Look through the records and copy each line with the string "crate" in it.
────────
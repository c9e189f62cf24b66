//! Authorization server metadata (RFC 8414)
//!
//! Fetches `{base_url}/.well-known/oauth-authorization-server` so a client can
//! confirm endpoints and PKCE support before starting a flow.

use serde::{Deserialize, Serialize};
use tracing::{debug, warn};

use crate::config::OAuthConfig;
use crate::constants::CODE_CHALLENGE_METHOD;
use crate::error::{Error, Result};

/// Server metadata document. Unknown fields are ignored.
#[derive(Debug, Clone, PartialEq, Eq, Serialize, Deserialize)]
pub struct AuthorizationServerMetadata {
    pub issuer: String,
    pub authorization_endpoint: String,
    pub token_endpoint: String,
    #[serde(default)]
    pub code_challenge_methods_supported: Vec<String>,
    #[serde(default)]
    pub grant_types_supported: Vec<String>,
    #[serde(default)]
    pub response_types_supported: Vec<String>,
    #[serde(default)]
    pub token_endpoint_auth_methods_supported: Vec<String>,
    #[serde(default, skip_serializing_if = "Option::is_none")]
    pub scopes_supported: Option<Vec<String>>,
    #[serde(default, skip_serializing_if = "Option::is_none")]
    pub revocation_endpoint: Option<String>,
    #[serde(default, skip_serializing_if = "Option::is_none")]
    pub introspection_endpoint: Option<String>,
}

impl AuthorizationServerMetadata {
    pub fn supports_s256(&self) -> bool {
        self.code_challenge_methods_supported
            .iter()
            .any(|m| m == CODE_CHALLENGE_METHOD)
    }

    pub fn supports_grant(&self, grant_type: &str) -> bool {
        self.grant_types_supported.iter().any(|g| g == grant_type)
    }
}

/// Fetch the metadata document for the configured server.
pub async fn discover(
    client: &reqwest::Client,
    config: &OAuthConfig,
) -> Result<AuthorizationServerMetadata> {
    let url = config.metadata_endpoint();
    debug!(%url, "fetching authorization server metadata");

    let response = client
        .get(&url)
        .send()
        .await
        .map_err(|e| Error::Discovery(format!("request to {url} failed: {e}")))?;

    let status = response.status();
    if !status.is_success() {
        warn!(status = status.as_u16(), "metadata endpoint returned error");
        return Err(Error::Discovery(format!("{url} returned {status}")));
    }

    response
        .json::<AuthorizationServerMetadata>()
        .await
        .map_err(|e| Error::Discovery(format!("invalid metadata document: {e}")))
}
────────
• [Reply]
use crate::config::OAuthConfig;
use crate::constants::CODE_CHALLENGE_METHOD;
use crate::error::{Error, Result};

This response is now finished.